2nd Speaker of the Parliament of Albania
- In office 25 September 1920 – 15 November 1920
- Preceded by: Xhemal Naipi
- Succeeded by: Pandeli Evangjeli

Personal details
- Born: 1875 Përmet, Ottoman Empire
- Died: c. 1950 Korçë, Albania

= Dhimitër Kacimbra =

Albanian lawyer and politician (1875–1950)
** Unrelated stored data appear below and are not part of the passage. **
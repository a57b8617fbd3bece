use serde::{Deserialize, Serialize};
use std::collections::BTreeMap;

use crate::topology::ring::radius_for_length;
use crate::topology::{NetParam, Topology, TopologyKind, TopologyParams};
use crate::utils::validation::{
    check_count, check_positive_real, validate_vehicle_types, ParamError,
};

/// Scenario configuration as read from YAML
#[derive(Debug, Serialize, Deserialize, Clone)]
pub struct Config {
    pub general: GeneralConfig,
    /// Circuit variant to build
    pub scenario: TopologyKind,
    pub net_params: NetParams,
    /// Vehicle types keyed by name, passed through to the environment
    #[serde(default)]
    pub type_params: BTreeMap<String, VehicleTypeConfig>,
    #[serde(default)]
    pub cfg_params: CfgParams,
    #[serde(default)]
    pub initial_config: InitialConfig,
}

impl Config {
    /// Validate the configuration
    ///
    /// Geometry problems are reported together; the remaining sections
    /// are checked only once the geometry is sound.
    pub fn validate(&self) -> Result<(), ValidationError> {
        if self.general.name.trim().is_empty() {
            return Err(ValidationError::InvalidGeneral(
                "name cannot be empty".to_string(),
            ));
        }

        self.net_params.validate(self.scenario)?;
        validate_vehicle_types(&self.type_params)?;
        self.cfg_params.validate()?;
        self.initial_config.validate()?;

        Ok(())
    }

    /// Total number of vehicles across all vehicle types
    pub fn vehicle_count(&self) -> usize {
        self.type_params.values().map(|t| t.count as usize).sum()
    }
}

/// General scenario settings
#[derive(Debug, Serialize, Deserialize, Clone)]
pub struct GeneralConfig {
    /// Scenario name, used for artifact file names
    pub name: String,
    #[serde(skip_serializing_if = "Option::is_none")]
    pub log_level: Option<String>,
}

/// Raw network parameters.
///
/// Every field is optional here; which ones are required depends on the
/// circuit variant and is checked by [`NetParams::validate`].
#[derive(Debug, Serialize, Deserialize, Clone, Default, PartialEq)]
pub struct NetParams {
    #[serde(skip_serializing_if = "Option::is_none")]
    pub radius_ring: Option<f64>,
    /// Circumference of a loop circuit
    #[serde(skip_serializing_if = "Option::is_none")]
    pub length: Option<f64>,
    #[serde(skip_serializing_if = "Option::is_none")]
    pub lanes: Option<u32>,
    #[serde(skip_serializing_if = "Option::is_none")]
    pub speed_limit: Option<f64>,
    #[serde(skip_serializing_if = "Option::is_none")]
    pub resolution: Option<u32>,
    /// Junction priority hint for the generator, passed through
    #[serde(skip_serializing_if = "Option::is_none")]
    pub priority: Option<String>,
    #[serde(skip_serializing_if = "Option::is_none")]
    pub net_path: Option<String>,
}

impl NetParams {
    /// Validate against the fields `kind` requires.
    ///
    /// All missing or invalid fields are collected into a single
    /// [`ValidationError::InvalidNetParams`]. Values that pass every field
    /// check but make the derived circuit length overflow are rejected too.
    pub fn validate(&self, kind: TopologyKind) -> Result<TopologyParams, ValidationError> {
        // The field setting the circuit's scale comes first, as in `required_parameters`.
        let (scale_param, scale_value) = match kind {
            TopologyKind::FigureEight => (NetParam::RadiusRing, self.radius_ring),
            TopologyKind::Loop => (NetParam::Length, self.length),
        };

        let mut problems = Vec::new();
        let scale = keep(check_positive_real(scale_param, scale_value), &mut problems);
        let lanes = keep(check_count(NetParam::Lanes, self.lanes), &mut problems);
        let speed_limit = keep(check_positive_real(NetParam::SpeedLimit, self.speed_limit), &mut problems);
        let resolution = keep(check_count(NetParam::Resolution, self.resolution), &mut problems);

        let (Some(scale), Some(lanes), Some(speed_limit), Some(resolution)) =
            (scale, lanes, speed_limit, resolution)
        else {
            return Err(ValidationError::InvalidNetParams(problems));
        };

        if kind == TopologyKind::Loop && self.radius_ring.is_some() {
            log::warn!("radius_ring is ignored for loop circuits; it is derived from length");
        }

        let radius_ring = match kind {
            TopologyKind::FigureEight => scale,
            TopologyKind::Loop => radius_for_length(scale),
        };
        let params = TopologyParams {
            radius_ring,
            lanes,
            speed_limit,
            resolution,
            net_path: self.net_path.clone(),
        };

        if !kind.derive_lengths(&params).total_length.is_finite() {
            return Err(ValidationError::InvalidNetParams(vec![ParamError::Overflow {
                param: scale_param,
                value: scale,
            }]));
        }
        Ok(params)
    }
}

/// Record a field problem, keeping the value when there is none
fn keep<T>(checked: Result<T, ParamError>, problems: &mut Vec<ParamError>) -> Option<T> {
    checked.map_err(|problem| problems.push(problem)).ok()
}

/// Behavior model reference, e.g. a car-following or lane-change controller
#[derive(Debug, Serialize, Deserialize, Clone, PartialEq)]
pub struct ModelSpec {
    pub model: String,
    #[serde(default, skip_serializing_if = "BTreeMap::is_empty")]
    pub params: BTreeMap<String, f64>,
}

/// One vehicle type. Interpreted by the environment, not by the geometry.
#[derive(Debug, Serialize, Deserialize, Clone, PartialEq)]
pub struct VehicleTypeConfig {
    pub count: u32,
    pub controller: ModelSpec,
    pub lane_changer: ModelSpec,
    #[serde(default)]
    pub extra: f64,
}

/// Simulation window, passed through to the experiment runner
#[derive(Debug, Serialize, Deserialize, Clone, PartialEq)]
pub struct CfgParams {
    #[serde(default)]
    pub start_time: u64,
    pub end_time: u64,
    #[serde(skip_serializing_if = "Option::is_none")]
    pub cfg_path: Option<String>,
}

impl CfgParams {
    pub fn validate(&self) -> Result<(), ValidationError> {
        if self.end_time <= self.start_time {
            return Err(ValidationError::InvalidCfgParams(format!(
                "end_time ({}) must be after start_time ({})",
                self.end_time, self.start_time
            )));
        }
        Ok(())
    }
}

/// Explicit start position for one vehicle
#[derive(Debug, Serialize, Deserialize, Clone, PartialEq)]
pub struct PositionSpec {
    pub edge: String,
    pub position: f64,
    #[serde(default)]
    pub lane: u32,
}

/// Initial vehicle placement settings
#[derive(Debug, Serialize, Deserialize, Clone, PartialEq, Default)]
pub struct InitialConfig {
    /// Shuffle vehicle order over the generated positions
    #[serde(default)]
    pub shuffle: bool,
    /// Length of circuit left empty behind the last vehicle
    #[serde(default)]
    pub bunching: f64,
    /// Seed for the shuffle
    #[serde(skip_serializing_if = "Option::is_none")]
    pub seed: Option<u64>,
    /// Explicit positions, one per vehicle, replacing the generated ones
    #[serde(skip_serializing_if = "Option::is_none")]
    pub positions: Option<Vec<PositionSpec>>,
}

impl InitialConfig {
    pub fn validate(&self) -> Result<(), ValidationError> {
        if !self.bunching.is_finite() || self.bunching < 0.0 {
            return Err(ValidationError::InvalidInitialConfig(format!(
                "bunching must be a non-negative number, got {}",
                self.bunching
            )));
        }
        if let Some(positions) = &self.positions {
            if let Some(bad) = positions.iter().find(|p| !p.position.is_finite() || p.position < 0.0) {
                return Err(ValidationError::InvalidInitialConfig(format!(
                    "position {} on edge '{}' must be a non-negative number",
                    bad.position, bad.edge
                )));
            }
        }
        Ok(())
    }
}

/// Configuration validation errors
#[derive(Debug, thiserror::Error)]
pub enum ValidationError {
    #[error("Invalid net_params: {}", join_problems(.0))]
    InvalidNetParams(Vec<ParamError>),
    #[error("Invalid general configuration: {0}")]
    InvalidGeneral(String),
    #[error("Invalid vehicle type '{name}': {reason}")]
    InvalidVehicleType { name: String, reason: String },
    #[error("Invalid cfg_params: {0}")]
    InvalidCfgParams(String),
    #[error("Invalid initial configuration: {0}")]
    InvalidInitialConfig(String),
}

impl ValidationError {
    /// Net parameters named by this error, in the order they were checked
    pub fn fields(&self) -> Vec<NetParam> {
        match self {
            ValidationError::InvalidNetParams(problems) => {
                problems.iter().map(ParamError::param).collect()
            }
            _ => Vec::new(),
        }
    }
}

fn join_problems(problems: &[ParamError]) -> String {
    problems
        .iter()
        .map(ToString::to_string)
        .collect::<Vec<_>>()
        .join("; ")
}

impl Default for GeneralConfig {
    fn default() -> Self {
        Self {
            name: "circuit".to_string(),
            log_level: Some("info".to_string()),
        }
    }
}

impl Default for CfgParams {
    fn default() -> Self {
        Self {
            start_time: 0,
            end_time: 3000,
            cfg_path: None,
        }
    }
}

#[cfg(test)]
mod tests {
    use super::*;

    const FIGURE8_YAML: &str = r#"
general:
  name: "figure8-single-lane"
  log_level: info
scenario: figure_eight
net_params:
  radius_ring: 20
  lanes: 1
  speed_limit: 35
  resolution: 40
  priority: top_bottom
  net_path: "debug/net/"
type_params:
  idm:
    count: 14
    controller:
      model: IDMController
    lane_changer:
      model: StaticLaneChanger
cfg_params:
  start_time: 0
  end_time: 3000
  cfg_path: "debug/cfg/"
initial_config:
  shuffle: false
  bunching: 20
"#;

    #[test]
    fn test_figure8_config_parsing() {
        let config: Config = serde_yaml::from_str(FIGURE8_YAML).unwrap();
        assert_eq!(config.scenario, TopologyKind::FigureEight);
        assert_eq!(config.net_params.radius_ring, Some(20.0));
        assert_eq!(config.net_params.priority.as_deref(), Some("top_bottom"));
        assert_eq!(config.vehicle_count(), 14);
        assert_eq!(config.type_params["idm"].extra, 0.0);
        assert!(config.validate().is_ok());
    }

    #[test]
    fn test_net_params_validate_builds_typed_params() {
        let net = NetParams {
            radius_ring: Some(30.0),
            lanes: Some(2),
            speed_limit: Some(25.0),
            resolution: Some(40),
            net_path: Some("net/".to_string()),
            ..NetParams::default()
        };
        let params = net.validate(TopologyKind::FigureEight).unwrap();
        assert_eq!(params.radius_ring, 30.0);
        assert_eq!(params.lanes, 2);
        assert_eq!(params.net_path.as_deref(), Some("net/"));
    }

    #[test]
    fn test_missing_fields_reported_together() {
        let net = NetParams {
            lanes: Some(1),
            speed_limit: Some(30.0),
            ..NetParams::default()
        };
        let err = net.validate(TopologyKind::FigureEight).unwrap_err();
        assert_eq!(err.fields(), vec![NetParam::RadiusRing, NetParam::Resolution]);
        let msg = err.to_string();
        assert!(msg.contains("radius_ring"));
        assert!(msg.contains("resolution"));
    }

    #[test]
    fn test_invalid_values_reported_with_missing() {
        let net = NetParams {
            radius_ring: Some(-5.0),
            lanes: Some(0),
            speed_limit: Some(f64::NAN),
            ..NetParams::default()
        };
        let err = net.validate(TopologyKind::FigureEight).unwrap_err();
        match &err {
            ValidationError::InvalidNetParams(problems) => {
                assert_eq!(problems.len(), 4);
                assert!(matches!(problems[0], ParamError::NotPositive { param: NetParam::RadiusRing, .. }));
                assert!(matches!(problems[1], ParamError::NotPositive { param: NetParam::Lanes, .. }));
                assert!(matches!(problems[2], ParamError::NotFinite { param: NetParam::SpeedLimit, .. }));
                assert_eq!(problems[3], ParamError::Missing(NetParam::Resolution));
            }
            other => panic!("unexpected error: {other}"),
        }
    }

    #[test]
    fn test_loop_requires_length_not_radius() {
        let net = NetParams {
            radius_ring: Some(20.0),
            lanes: Some(1),
            speed_limit: Some(30.0),
            resolution: Some(40),
            ..NetParams::default()
        };
        let err = net.validate(TopologyKind::Loop).unwrap_err();
        assert_eq!(err.fields(), vec![NetParam::Length]);

        let net = NetParams {
            length: Some(230.0),
            ..net
        };
        let params = net.validate(TopologyKind::Loop).unwrap();
        assert!((params.radius_ring * 2.0 * std::f64::consts::PI - 230.0).abs() < 1e-9);
    }

    #[test]
    fn test_circuit_length_overflow_rejected() {
        let net = NetParams {
            radius_ring: Some(1e308),
            lanes: Some(1),
            speed_limit: Some(30.0),
            resolution: Some(40),
            ..NetParams::default()
        };
        let err = net.validate(TopologyKind::FigureEight).unwrap_err();
        assert_eq!(err.fields(), vec![NetParam::RadiusRing]);
        assert!(err.to_string().contains("overflow"), "{err}");

        // Large but representable circuits still validate.
        let net = NetParams {
            radius_ring: Some(1e300),
            ..net
        };
        assert!(net.validate(TopologyKind::FigureEight).is_ok());
    }

    #[test]
    fn test_cfg_window_validation() {
        let cfg = CfgParams {
            start_time: 100,
            end_time: 100,
            cfg_path: None,
        };
        assert!(matches!(cfg.validate(), Err(ValidationError::InvalidCfgParams(_))));
        assert!(CfgParams::default().validate().is_ok());
    }

    #[test]
    fn test_initial_config_validation() {
        let initial = InitialConfig {
            bunching: -1.0,
            ..InitialConfig::default()
        };
        assert!(initial.validate().is_err());

        let initial = InitialConfig {
            positions: Some(vec![PositionSpec {
                edge: "top".to_string(),
                position: -3.0,
                lane: 0,
            }]),
            ..InitialConfig::default()
        };
        assert!(initial.validate().is_err());
    }

    #[test]
    fn test_empty_name_rejected() {
        let mut config: Config = serde_yaml::from_str(FIGURE8_YAML).unwrap();
        config.general.name = "  ".to_string();
        assert!(matches!(config.validate(), Err(ValidationError::InvalidGeneral(_))));
    }
}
Dhimitër Kacimbra (1875–1950) was an Albanian lawyer and politician who served as the second chairman of the National Council of Albania from 25 September 1920 to 15 November 1920.

== Early life ==
Kacimbra was born in 1875 in Përmet, a small town in southeastern Albania. After attending a local Greek school, he went on to study for two years at the Faculty of Justice, University of Istanbul. Between 1903 and 1908, Kacimbra served as a lawyer in Meçovë and also taught Ottoman Turkish in Greek schools. From 1908 to 1912, he became a member of the initial courts in Margëlliç, Vlorë and Himarë. Five years later he served as a notary public in Përmet.

== Political career ==
As a political activist, Kacimbra participated at the Congress of Lushnjë and Durrës. He was elected member of the parliament during the period between 1920–1924 and 1932–1944, representing Gjirokastër. In 1920 he was appointed as Chairman of the National Council and in the following year would serve as Minister of Justice. In 1929, Kacimbra participated at the 2nd Congress of the Albanian Autocephalous Orthodox Church and in that same year was appointed as Prosecutor of the Control Council, a post he held for three years. He died during the 1950s.